• WORK TO COMPLETE:
Check every line of the data below for the string "there", and copy the ones that hold it.

• EXERCISE MATERIAL:
______________________________

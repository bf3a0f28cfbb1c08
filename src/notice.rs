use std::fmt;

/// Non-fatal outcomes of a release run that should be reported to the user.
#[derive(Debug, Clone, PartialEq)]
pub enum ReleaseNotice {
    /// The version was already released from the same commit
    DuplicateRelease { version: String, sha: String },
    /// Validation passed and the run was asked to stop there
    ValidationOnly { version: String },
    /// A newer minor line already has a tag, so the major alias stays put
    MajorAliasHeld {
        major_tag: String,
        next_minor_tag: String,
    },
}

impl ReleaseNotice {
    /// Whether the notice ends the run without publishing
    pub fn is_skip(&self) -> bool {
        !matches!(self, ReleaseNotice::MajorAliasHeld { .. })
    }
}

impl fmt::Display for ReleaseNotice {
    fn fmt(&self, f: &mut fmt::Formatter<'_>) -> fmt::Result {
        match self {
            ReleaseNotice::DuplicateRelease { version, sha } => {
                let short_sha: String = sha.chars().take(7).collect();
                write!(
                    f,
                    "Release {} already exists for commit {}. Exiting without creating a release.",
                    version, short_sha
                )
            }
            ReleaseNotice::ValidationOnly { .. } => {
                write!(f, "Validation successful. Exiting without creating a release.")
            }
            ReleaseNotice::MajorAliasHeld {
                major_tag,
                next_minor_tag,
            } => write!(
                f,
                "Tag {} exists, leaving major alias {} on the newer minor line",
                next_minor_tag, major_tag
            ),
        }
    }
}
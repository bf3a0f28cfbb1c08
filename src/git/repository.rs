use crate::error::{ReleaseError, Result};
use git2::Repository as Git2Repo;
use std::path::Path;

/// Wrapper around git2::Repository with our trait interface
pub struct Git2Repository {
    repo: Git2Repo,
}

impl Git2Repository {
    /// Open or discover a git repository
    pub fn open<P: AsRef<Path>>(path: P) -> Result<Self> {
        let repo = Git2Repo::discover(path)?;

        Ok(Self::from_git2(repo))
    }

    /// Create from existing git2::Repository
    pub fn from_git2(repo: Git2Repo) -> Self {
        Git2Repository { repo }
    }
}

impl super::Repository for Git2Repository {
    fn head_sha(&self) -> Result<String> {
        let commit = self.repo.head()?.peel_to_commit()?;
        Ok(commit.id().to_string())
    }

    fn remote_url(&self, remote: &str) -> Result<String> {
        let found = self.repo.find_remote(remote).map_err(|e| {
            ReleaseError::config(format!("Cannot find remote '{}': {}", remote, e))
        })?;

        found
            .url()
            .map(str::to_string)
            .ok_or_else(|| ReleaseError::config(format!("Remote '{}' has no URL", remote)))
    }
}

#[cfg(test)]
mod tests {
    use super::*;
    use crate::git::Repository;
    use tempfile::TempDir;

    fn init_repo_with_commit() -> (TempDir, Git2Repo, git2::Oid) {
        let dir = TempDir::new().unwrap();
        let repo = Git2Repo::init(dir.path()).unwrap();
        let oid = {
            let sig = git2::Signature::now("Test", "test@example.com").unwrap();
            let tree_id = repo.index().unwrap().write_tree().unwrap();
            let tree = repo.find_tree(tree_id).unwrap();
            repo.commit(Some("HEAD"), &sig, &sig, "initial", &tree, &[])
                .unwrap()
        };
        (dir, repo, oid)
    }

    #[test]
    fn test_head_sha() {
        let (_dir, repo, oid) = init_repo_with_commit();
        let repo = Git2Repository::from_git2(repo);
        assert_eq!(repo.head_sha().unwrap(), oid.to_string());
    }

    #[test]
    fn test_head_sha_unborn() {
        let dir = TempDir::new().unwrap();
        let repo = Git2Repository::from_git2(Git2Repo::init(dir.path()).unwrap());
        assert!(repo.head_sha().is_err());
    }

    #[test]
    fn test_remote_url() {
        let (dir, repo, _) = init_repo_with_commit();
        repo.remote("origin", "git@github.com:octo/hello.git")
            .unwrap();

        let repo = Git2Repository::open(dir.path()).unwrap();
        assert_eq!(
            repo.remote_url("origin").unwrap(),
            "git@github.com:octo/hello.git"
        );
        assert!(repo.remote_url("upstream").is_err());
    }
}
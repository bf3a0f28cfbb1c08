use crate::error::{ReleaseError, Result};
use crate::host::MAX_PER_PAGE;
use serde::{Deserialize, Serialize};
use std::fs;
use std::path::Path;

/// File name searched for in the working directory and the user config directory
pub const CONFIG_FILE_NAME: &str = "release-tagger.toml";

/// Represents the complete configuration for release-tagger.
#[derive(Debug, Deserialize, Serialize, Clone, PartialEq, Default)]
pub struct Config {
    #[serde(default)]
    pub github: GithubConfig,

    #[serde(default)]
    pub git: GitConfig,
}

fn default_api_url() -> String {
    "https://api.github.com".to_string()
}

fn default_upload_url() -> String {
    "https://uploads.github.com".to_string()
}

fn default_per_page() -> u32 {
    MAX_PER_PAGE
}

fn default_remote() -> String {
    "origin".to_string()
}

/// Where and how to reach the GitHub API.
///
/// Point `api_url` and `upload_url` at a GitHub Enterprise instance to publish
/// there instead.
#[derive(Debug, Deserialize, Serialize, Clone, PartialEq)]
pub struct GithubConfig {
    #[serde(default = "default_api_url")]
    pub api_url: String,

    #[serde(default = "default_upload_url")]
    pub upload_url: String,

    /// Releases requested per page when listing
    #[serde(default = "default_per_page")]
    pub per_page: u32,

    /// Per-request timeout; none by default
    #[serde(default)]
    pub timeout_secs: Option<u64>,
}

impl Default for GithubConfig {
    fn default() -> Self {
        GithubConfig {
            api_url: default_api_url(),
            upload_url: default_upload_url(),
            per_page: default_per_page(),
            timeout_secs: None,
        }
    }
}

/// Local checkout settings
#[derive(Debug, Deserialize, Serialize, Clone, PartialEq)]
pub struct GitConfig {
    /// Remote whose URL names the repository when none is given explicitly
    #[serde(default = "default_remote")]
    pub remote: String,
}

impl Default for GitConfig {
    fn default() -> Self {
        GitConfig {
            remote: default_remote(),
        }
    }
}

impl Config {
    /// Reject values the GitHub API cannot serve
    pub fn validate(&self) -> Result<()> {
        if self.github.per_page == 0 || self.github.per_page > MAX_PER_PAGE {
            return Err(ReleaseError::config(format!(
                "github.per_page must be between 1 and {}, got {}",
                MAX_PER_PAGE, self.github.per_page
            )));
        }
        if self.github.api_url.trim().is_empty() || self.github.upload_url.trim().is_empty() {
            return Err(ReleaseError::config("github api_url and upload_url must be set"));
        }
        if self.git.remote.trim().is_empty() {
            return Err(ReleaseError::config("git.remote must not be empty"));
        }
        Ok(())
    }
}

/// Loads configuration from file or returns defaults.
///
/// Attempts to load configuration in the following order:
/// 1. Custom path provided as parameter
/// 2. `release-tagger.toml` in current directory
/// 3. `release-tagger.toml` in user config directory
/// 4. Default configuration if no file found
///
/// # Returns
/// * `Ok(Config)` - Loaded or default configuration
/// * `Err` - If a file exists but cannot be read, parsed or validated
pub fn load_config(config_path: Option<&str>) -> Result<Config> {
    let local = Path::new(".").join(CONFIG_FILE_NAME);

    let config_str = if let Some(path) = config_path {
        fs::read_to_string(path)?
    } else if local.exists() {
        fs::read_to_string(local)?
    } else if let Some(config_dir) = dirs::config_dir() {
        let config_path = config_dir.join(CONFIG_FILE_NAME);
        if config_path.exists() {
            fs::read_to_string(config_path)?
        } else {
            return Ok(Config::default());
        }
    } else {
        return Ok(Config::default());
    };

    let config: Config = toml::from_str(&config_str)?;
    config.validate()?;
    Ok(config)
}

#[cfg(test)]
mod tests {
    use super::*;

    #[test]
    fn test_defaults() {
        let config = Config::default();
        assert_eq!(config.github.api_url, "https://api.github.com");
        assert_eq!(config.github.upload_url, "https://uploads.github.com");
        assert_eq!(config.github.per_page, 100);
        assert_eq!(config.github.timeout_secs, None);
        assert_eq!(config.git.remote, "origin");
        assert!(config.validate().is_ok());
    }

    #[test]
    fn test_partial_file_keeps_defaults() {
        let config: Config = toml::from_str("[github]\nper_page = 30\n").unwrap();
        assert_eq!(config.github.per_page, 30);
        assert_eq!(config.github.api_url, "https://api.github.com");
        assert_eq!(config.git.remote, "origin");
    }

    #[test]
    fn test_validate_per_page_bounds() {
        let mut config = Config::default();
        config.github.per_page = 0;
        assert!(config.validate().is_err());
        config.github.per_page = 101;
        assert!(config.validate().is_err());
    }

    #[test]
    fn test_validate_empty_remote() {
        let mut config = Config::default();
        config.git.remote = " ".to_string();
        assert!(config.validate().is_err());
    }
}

______________________________

• SOLUTION FOR THIS PROBLEM:
    /// Validation passed and the run was asked to stop there
/// there instead.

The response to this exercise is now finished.